*TASK INSTRUCTIONS*: Your response should consist of one number, the count of lines below that contain "MplexSelectOutOfRange".

[[ SUPPLIED RECORDS open ]]

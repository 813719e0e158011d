use embassy_time::Duration;

/// Smoothing factor applied to analog channels unless overridden.
pub const UPDATE_ALPHA: f32 = 0.4;

/// How long a digital input must hold still before its new level is accepted.
pub const DEBOUNCE_WINDOW: Duration = Duration::from_millis(50);

/// Low-order bits dropped from smoothed analog values before change detection.
pub const DEFAULT_BIT_SHIFT: u8 = 2;

/// Largest supported quantization shift (samples are at most 16 bits wide).
pub const MAX_BIT_SHIFT: u8 = 15;

/// Suggested period between two calls to `Panel::tick`.
pub const POLL_INTERVAL: Duration = Duration::from_millis(10);

/// Number of inputs on the analog multiplexer (three select lines).
pub const MPLEX_CHANNELS: u8 = 8;

#[derive(Debug, Clone, Copy, PartialEq)]
#[cfg_attr(feature = "defmt", derive(defmt::Format))]
pub enum ConfigError {
    InvalidAlpha,
    InvalidBitShift { shift: u8 },
    AnalogPinOutOfRange { pin: u8 },
    DigitalPinOutOfRange { pin: u8 },
    MplexSelectOutOfRange { select: u8 },
    InvalidControlNumber { cc: u8 },
    InvalidNote { note: u8 },
    InvalidMidiChannel { channel: u8 },
    DuplicateDigitalPin { pin: u8 },
    ActionTargetOutOfRange { target: usize },
    TooManyChannels,
    InvalidPanel,
}

impl core::fmt::Display for ConfigError {
    fn fmt(&self, f: &mut core::fmt::Formatter<'_>) -> core::fmt::Result {
        match self {
            ConfigError::InvalidAlpha => write!(f, "smoothing alpha must be in range (0.0, 1.0]"),
            ConfigError::InvalidBitShift { shift } => {
                write!(f, "bit shift {} exceeds maximum of {}", shift, MAX_BIT_SHIFT)
            }
            ConfigError::AnalogPinOutOfRange { pin } => {
                write!(f, "analog pin {} out of range", pin)
            }
            ConfigError::DigitalPinOutOfRange { pin } => {
                write!(f, "digital pin {} out of range", pin)
            }
            ConfigError::MplexSelectOutOfRange { select } => {
                write!(f, "multiplexer selector {} out of range", select)
            }
            ConfigError::InvalidControlNumber { cc } => {
                write!(f, "invalid MIDI controller number {}", cc)
            }
            ConfigError::InvalidNote { note } => write!(f, "invalid MIDI note {}", note),
            ConfigError::InvalidMidiChannel { channel } => {
                write!(f, "invalid MIDI channel index {}", channel)
            }
            ConfigError::DuplicateDigitalPin { pin } => {
                write!(f, "digital pin {} used more than once", pin)
            }
            ConfigError::ActionTargetOutOfRange { target } => {
                write!(f, "button action targets missing analog channel {}", target)
            }
            ConfigError::TooManyChannels => write!(f, "channel count exceeds panel capacity"),
            ConfigError::InvalidPanel => {
                write!(f, "pin counts and multiplexer size must be non-zero")
            }
        }
    }
}

impl core::error::Error for ConfigError {}

/// Hardware limits the channel definitions are checked against.
#[derive(Debug, Clone, Copy, PartialEq)]
#[cfg_attr(feature = "defmt", derive(defmt::Format))]
pub struct PanelConfig {
    /// Analog pins are identified as `0..analog_pins`.
    pub analog_pins: u8,
    /// Digital pins are identified as `0..digital_pins`.
    pub digital_pins: u8,
    pub mplex_channels: u8,
}

impl Default for PanelConfig {
    /// A0..A5 and D0..D13, one 8-way multiplexer.
    fn default() -> Self {
        Self {
            analog_pins: 6,
            digital_pins: 14,
            mplex_channels: MPLEX_CHANNELS,
        }
    }
}

impl PanelConfig {
    pub fn validate(&self) -> Result<(), ConfigError> {
        if self.analog_pins == 0 || self.digital_pins == 0 || self.mplex_channels == 0 {
            return Err(ConfigError::InvalidPanel);
        }
        Ok(())
    }
}

/// Shared check for smoothing factors.
pub(crate) const fn validate_alpha(alpha: f32) -> Result<(), ConfigError> {
    if !(alpha > 0.0 && alpha <= 1.0) {
        return Err(ConfigError::InvalidAlpha);
    }
    Ok(())
}
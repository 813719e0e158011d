/// Noise filtering implementations
///
/// Filters smooth noisy ADC readings in raw sample units (no normalization).
mod ema;

pub use ema::EmaFilter;

use crate::config::{ConfigError, validate_alpha};

/// Noise filter configuration
#[derive(Debug, Clone, Copy, PartialEq)]
#[cfg_attr(feature = "defmt", derive(defmt::Format))]
pub enum NoiseFilter {
    /// No filtering applied, every sample is taken as is
    None,

    /// Exponential moving average: output = previous + (input - previous) * alpha
    /// Lower alpha = more smoothing, higher = more responsive
    /// Requires: 0.0 < alpha <= 1.0
    ExponentialMovingAverage { alpha: f32 },
}

impl NoiseFilter {
    /// Validate filter configuration at compile time
    pub const fn validate(&self) -> Result<(), ConfigError> {
        match self {
            NoiseFilter::None => Ok(()),
            NoiseFilter::ExponentialMovingAverage { alpha } => validate_alpha(*alpha),
        }
    }

    /// Smoothing factor handed to [`EmaFilter::apply`]
    pub const fn alpha(&self) -> f32 {
        match self {
            NoiseFilter::None => 1.0,
            NoiseFilter::ExponentialMovingAverage { alpha } => *alpha,
        }
    }
}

[[ SUPPLIED RECORDS closed ]]

*RESULT OF THIS EXERCISE*: 2